I’ve long had a desire to make a miniature quilt. In the first attempt, the fabric disappeared down the hole under the sewing machine needle–I was using a zig zag machine and was told to use a straight stitch plate. I set the idea aside.
I took a class with Terrie Sanderlin (see link to the right), bought her book and used her method of gluing squares to paper to avoid losing fabric in the hole.
Recently, I tried again with raw fabric (no paper) and a Featherweight (straight stitch) machine. Technology has probably helped, but I’d guess more practice and a less slippery fabric also did their parts.
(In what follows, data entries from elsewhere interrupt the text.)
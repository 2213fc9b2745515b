//! The message envelope and dispatch contract.
//!
//! Everything that moves between keyed objects is a [`Message`]: one closed
//! tagged union over the kinds this subsystem sends or receives. Handlers
//! `match` on it; the first handler that recognizes a message consumes it and
//! anything unrecognized falls through to the next handler in the chain.
//!
//! Delivery is the [`MessageBus`]'s problem. The bus is asynchronous and never
//! blocks the sender; a message sent during handling of another message is
//! processed after the current one completes.

use std::io::{Read, Write};

use serde::{Deserialize, Serialize};

use crate::conditions::Conditional;
use crate::core::{KeyContext, ObjectKey};
use crate::events::NotifyMsg;
use crate::net::TestAndSetMsg;
use crate::wire::{
    read_bool, read_f32, read_i32, read_u16, read_u32, write_bool, write_f32, write_i32,
    write_u16, write_u32, WireError, WireResult,
};

/// Physical trigger-candidate subtypes carried by an [`ActivatorMsg`].
#[derive(Clone, Copy, Debug, PartialEq, Eq, Serialize, Deserialize)]
pub enum ActivatorKind {
    /// Object was picked (clicked).
    PickedTrigger,
    /// Pick released.
    UnPickedTrigger,
    /// Collision began.
    CollideEnter,
    /// Collision ended.
    CollideExit,
    /// Continuous contact report.
    CollideContact,
    /// Collision-based untrigger.
    CollideUnTrigger,
    /// Region entry that untriggers.
    EnterUnTrigger,
    /// Region exit that untriggers.
    ExitUnTrigger,
    /// Detector volume entered.
    VolumeEnter,
    /// Detector volume exited.
    VolumeExit,
    /// Avatar entered the room/age.
    RoomEntry,
}

impl ActivatorKind {
    /// Wire discriminant.
    #[must_use]
    pub const fn tag(self) -> i32 {
        match self {
            Self::PickedTrigger => 0,
            Self::UnPickedTrigger => 1,
            Self::CollideEnter => 2,
            Self::CollideExit => 3,
            Self::CollideContact => 4,
            Self::CollideUnTrigger => 5,
            Self::EnterUnTrigger => 6,
            Self::ExitUnTrigger => 7,
            Self::VolumeEnter => 8,
            Self::VolumeExit => 9,
            Self::RoomEntry => 10,
        }
    }

    /// Decode a wire discriminant.
    #[must_use]
    pub const fn from_tag(tag: i32) -> Option<Self> {
        match tag {
            0 => Some(Self::PickedTrigger),
            1 => Some(Self::UnPickedTrigger),
            2 => Some(Self::CollideEnter),
            3 => Some(Self::CollideExit),
            4 => Some(Self::CollideContact),
            5 => Some(Self::CollideUnTrigger),
            6 => Some(Self::EnterUnTrigger),
            7 => Some(Self::ExitUnTrigger),
            8 => Some(Self::VolumeEnter),
            9 => Some(Self::VolumeExit),
            10 => Some(Self::RoomEntry),
            _ => None,
        }
    }

    /// Subtypes that ask the owner to untrigger rather than trigger.
    #[must_use]
    pub const fn is_untrigger(self) -> bool {
        matches!(
            self,
            Self::UnPickedTrigger | Self::EnterUnTrigger | Self::ExitUnTrigger | Self::CollideUnTrigger
        )
    }

    /// Subtypes sourced from the collision system.
    #[must_use]
    pub const fn is_collision(self) -> bool {
        matches!(
            self,
            Self::CollideEnter | Self::CollideExit | Self::CollideContact | Self::CollideUnTrigger
        )
    }
}

/// Detector layer → logic: a physical trigger candidate.
#[derive(Clone, Debug, PartialEq, Serialize, Deserialize)]
pub struct ActivatorMsg {
    /// What physically happened.
    pub kind: ActivatorKind,

    /// The moving object (usually an avatar).
    pub hitter: Option<ObjectKey>,

    /// The detector/clickable that observed it.
    pub hittee: Option<ObjectKey>,

    /// Contact point, where the subtype has one.
    pub hit_point: [f32; 3],
}

impl ActivatorMsg {
    /// Activator event with no contact point.
    #[must_use]
    pub fn new(kind: ActivatorKind, hitter: Option<ObjectKey>, hittee: Option<ObjectKey>) -> Self {
        Self {
            kind,
            hitter,
            hittee,
            hit_point: [0.0; 3],
        }
    }
}

/// Server → client: verdict on a lock request.
#[derive(Clone, Copy, Debug, PartialEq, Eq, Serialize, Deserialize)]
pub enum ServerReplyKind {
    /// Another replica holds the lock; stand down.
    Deny,
    /// Lock granted; commit and release.
    Affirm,
}

/// Reply to a [`TestAndSetMsg`] lock request, correlated by the identity of
/// the object it is delivered to — there is no request token.
#[derive(Clone, Copy, Debug, PartialEq, Eq, Serialize, Deserialize)]
pub struct ServerReplyMsg {
    /// The verdict.
    pub kind: ServerReplyKind,
}

/// Enable or disable a logic modifier.
#[derive(Clone, Copy, Debug, PartialEq, Eq, Serialize, Deserialize)]
pub struct EnableMsg {
    /// True re-arms (and clears any in-flight trigger state); false disables.
    pub enable: bool,
}

/// Logic → timer service: fire a [`TimerCallbackMsg`] back at `receiver`
/// after `seconds`.
#[derive(Clone, Copy, Debug, PartialEq, Serialize, Deserialize)]
pub struct SetTimerMsg {
    /// Correlation id echoed in the callback.
    pub id: i32,
    /// Delay in seconds.
    pub seconds: f32,
    /// Who to call back.
    pub receiver: ObjectKey,
}

/// Timer service → logic: a previously requested delay elapsed.
#[derive(Clone, Copy, Debug, PartialEq, Serialize, Deserialize)]
pub struct TimerCallbackMsg {
    /// Correlation id from the [`SetTimerMsg`].
    pub id: i32,
    /// Game time at expiry, seconds.
    pub time: f32,
}

/// Input layer → logic: non-committing probe used to preview cursor state
/// over an interactable without triggering anything.
#[derive(Clone, Copy, Debug, Default, PartialEq, Eq, Serialize, Deserialize)]
pub struct FakeOutMsg;

/// A player's avatar paged in or out of the scene.
#[derive(Clone, Copy, Debug, PartialEq, Eq, Serialize, Deserialize)]
pub struct PlayerPageMsg {
    /// The avatar in question.
    pub player: ObjectKey,
    /// True when the avatar is being unloaded (disconnect, link-out).
    pub unload: bool,
}

/// Input layer → logic: pick state on a clickable changed.
#[derive(Clone, Debug, PartialEq, Serialize, Deserialize)]
pub struct PickedMsg {
    /// Who picked.
    pub picker: Option<ObjectKey>,
    /// What was picked.
    pub picked: Option<ObjectKey>,
    /// True on pick, false on release.
    pub is_picked: bool,
    /// Pick ray intersection.
    pub hit_point: [f32; 3],
}

/// Input layer → logic: a bound control changed state.
#[derive(Clone, Copy, Debug, PartialEq, Eq, Serialize, Deserialize)]
pub struct ControlEventMsg {
    /// Game control code.
    pub control_code: i32,
    /// True while the control is active.
    pub down: bool,
}

/// Loader → logic modifier: install a conditional at a slot index.
///
/// The condition list auto-grows to fit the index; sending the same index
/// twice replaces the earlier conditional.
#[derive(Clone, Debug, PartialEq, Serialize, Deserialize)]
pub struct AttachConditionMsg {
    /// Slot in the owner's condition list.
    pub index: usize,
    /// The conditional to install.
    pub conditional: Conditional,
}

/// Every message kind this subsystem sends or receives.
#[derive(Clone, Debug, PartialEq, Serialize, Deserialize)]
pub enum Message {
    Notify(NotifyMsg),
    Activator(ActivatorMsg),
    Picked(PickedMsg),
    ControlEvent(ControlEventMsg),
    Enable(EnableMsg),
    ServerReply(ServerReplyMsg),
    TestAndSet(TestAndSetMsg),
    SetTimer(SetTimerMsg),
    TimerCallback(TimerCallbackMsg),
    FakeOut(FakeOutMsg),
    PlayerPage(PlayerPageMsg),
    AttachCondition(AttachConditionMsg),
}

impl Message {
    /// Wire class tag.
    #[must_use]
    pub fn class_tag(&self) -> u16 {
        match self {
            Self::Notify(_) => 1,
            Self::Activator(_) => 2,
            Self::Picked(_) => 3,
            Self::ControlEvent(_) => 4,
            Self::Enable(_) => 5,
            Self::ServerReply(_) => 6,
            Self::TestAndSet(_) => 7,
            Self::SetTimer(_) => 8,
            Self::TimerCallback(_) => 9,
            Self::FakeOut(_) => 10,
            Self::PlayerPage(_) => 11,
            Self::AttachCondition(_) => 12,
        }
    }

    /// Polymorphic write: class tag then body. The counterpart of the
    /// resource manager's "write creatable".
    pub fn write_creatable(&self, w: &mut dyn Write, keys: &mut dyn KeyContext) -> WireResult<()> {
        write_u16(w, self.class_tag())?;
        match self {
            Self::Notify(msg) => msg.write(w, keys),
            Self::Activator(msg) => {
                write_i32(w, msg.kind.tag())?;
                keys.write_key(w, msg.hitter)?;
                keys.write_key(w, msg.hittee)?;
                for component in msg.hit_point {
                    write_f32(w, component)?;
                }
                Ok(())
            }
            Self::Picked(msg) => {
                keys.write_key(w, msg.picker)?;
                keys.write_key(w, msg.picked)?;
                write_bool(w, msg.is_picked)?;
                for component in msg.hit_point {
                    write_f32(w, component)?;
                }
                Ok(())
            }
            Self::ControlEvent(msg) => {
                write_i32(w, msg.control_code)?;
                write_bool(w, msg.down)
            }
            Self::Enable(msg) => write_bool(w, msg.enable),
            Self::ServerReply(msg) => write_i32(
                w,
                match msg.kind {
                    ServerReplyKind::Deny => 0,
                    ServerReplyKind::Affirm => 1,
                },
            ),
            Self::TestAndSet(msg) => msg.write(w, keys),
            Self::SetTimer(msg) => {
                write_i32(w, msg.id)?;
                write_f32(w, msg.seconds)?;
                keys.write_key(w, Some(msg.receiver))
            }
            Self::TimerCallback(msg) => {
                write_i32(w, msg.id)?;
                write_f32(w, msg.time)
            }
            Self::FakeOut(_) => Ok(()),
            Self::PlayerPage(msg) => {
                keys.write_key(w, Some(msg.player))?;
                write_bool(w, msg.unload)
            }
            Self::AttachCondition(msg) => {
                write_u32(w, msg.index as u32)?;
                msg.conditional.write(w, keys)
            }
        }
    }

    /// Polymorphic read: class tag then body. Unknown tags are an error; the
    /// message protocol is a closed set.
    pub fn read_creatable(r: &mut dyn Read, keys: &mut dyn KeyContext) -> WireResult<Self> {
        let tag = read_u16(r)?;
        Ok(match tag {
            1 => Self::Notify(NotifyMsg::read(r, keys)?),
            2 => {
                let kind_tag = read_i32(r)?;
                let kind = ActivatorKind::from_tag(kind_tag).ok_or(WireError::BadTag {
                    kind: "activator subtype",
                    tag: kind_tag.into(),
                })?;
                Self::Activator(ActivatorMsg {
                    kind,
                    hitter: keys.read_key(r)?,
                    hittee: keys.read_key(r)?,
                    hit_point: [read_f32(r)?, read_f32(r)?, read_f32(r)?],
                })
            }
            3 => Self::Picked(PickedMsg {
                picker: keys.read_key(r)?,
                picked: keys.read_key(r)?,
                is_picked: read_bool(r)?,
                hit_point: [read_f32(r)?, read_f32(r)?, read_f32(r)?],
            }),
            4 => Self::ControlEvent(ControlEventMsg {
                control_code: read_i32(r)?,
                down: read_bool(r)?,
            }),
            5 => Self::Enable(EnableMsg {
                enable: read_bool(r)?,
            }),
            6 => {
                let kind = match read_i32(r)? {
                    0 => ServerReplyKind::Deny,
                    _ => ServerReplyKind::Affirm,
                };
                Self::ServerReply(ServerReplyMsg { kind })
            }
            7 => Self::TestAndSet(TestAndSetMsg::read(r, keys)?),
            8 => {
                let id = read_i32(r)?;
                let seconds = read_f32(r)?;
                let receiver = keys.read_key(r)?.ok_or(WireError::BadTag {
                    kind: "timer receiver",
                    tag: 0,
                })?;
                Self::SetTimer(SetTimerMsg {
                    id,
                    seconds,
                    receiver,
                })
            }
            9 => Self::TimerCallback(TimerCallbackMsg {
                id: read_i32(r)?,
                time: read_f32(r)?,
            }),
            10 => Self::FakeOut(FakeOutMsg),
            11 => {
                let player = keys.read_key(r)?.ok_or(WireError::BadTag {
                    kind: "page player",
                    tag: 0,
                })?;
                Self::PlayerPage(PlayerPageMsg {
                    player,
                    unload: read_bool(r)?,
                })
            }
            12 => {
                let index = read_u32(r)? as usize;
                Self::AttachCondition(AttachConditionMsg {
                    index,
                    conditional: Conditional::read(r, keys)?,
                })
            }
            _ => {
                return Err(WireError::BadTag {
                    kind: "message class",
                    tag: tag.into(),
                })
            }
        })
    }
}

/// Asynchronous delivery seam supplied by the engine's dispatcher.
///
/// `send` enqueues; it must not deliver re-entrantly into the caller.
pub trait MessageBus {
    /// Queue a message for delivery to its declared receivers.
    fn send(&mut self, msg: Message);
}

/// Bus double that records everything sent through it.
///
/// Used by this crate's tests and useful to embedders writing their own.
#[derive(Debug, Default)]
pub struct RecordingBus {
    /// Messages in send order.
    pub sent: Vec<Message>,
}

impl RecordingBus {
    /// Empty bus.
    #[must_use]
    pub fn new() -> Self {
        Self::default()
    }

    /// Take every recorded message, leaving the bus empty.
    pub fn drain(&mut self) -> Vec<Message> {
        std::mem::take(&mut self.sent)
    }

    /// Count of sent [`Message::TestAndSet`] lock requests.
    #[must_use]
    pub fn lock_requests(&self) -> usize {
        self.sent
            .iter()
            .filter(|m| matches!(m, Message::TestAndSet(t) if t.lock_request))
            .count()
    }

    /// The notify messages sent so far.
    #[must_use]
    pub fn notifies(&self) -> Vec<&NotifyMsg> {
        self.sent
            .iter()
            .filter_map(|m| match m {
                Message::Notify(n) => Some(n),
                _ => None,
            })
            .collect()
    }
}

impl MessageBus for RecordingBus {
    fn send(&mut self, msg: Message) {
        self.sent.push(msg);
    }
}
I was making “Flying Geese” blocks, and I usually save the trimmed triangles from these to make pinwheel blocks. I don’t usually save any under two inches. But this time I was making flying geese 1 1/4 x 2 1/2, using 1 3/4 squares on the 1 3/4 x 3 rectangle pieces. The trimmed triangles were 1 3/8; stitched together they trimmed to a 1-inch half-square-triangle block. With quarter-inch seam allowance, the finished size is 1/4 inch. I have enough triangles to make a dozen of these blocks. If they all work out to size I’ll ponder next design possibilities.
Meanwhile, I’ve noticed the ratio of fabric that disappears into seam allowance. With this size it is 50%. Not economical, but better than discarding scraps.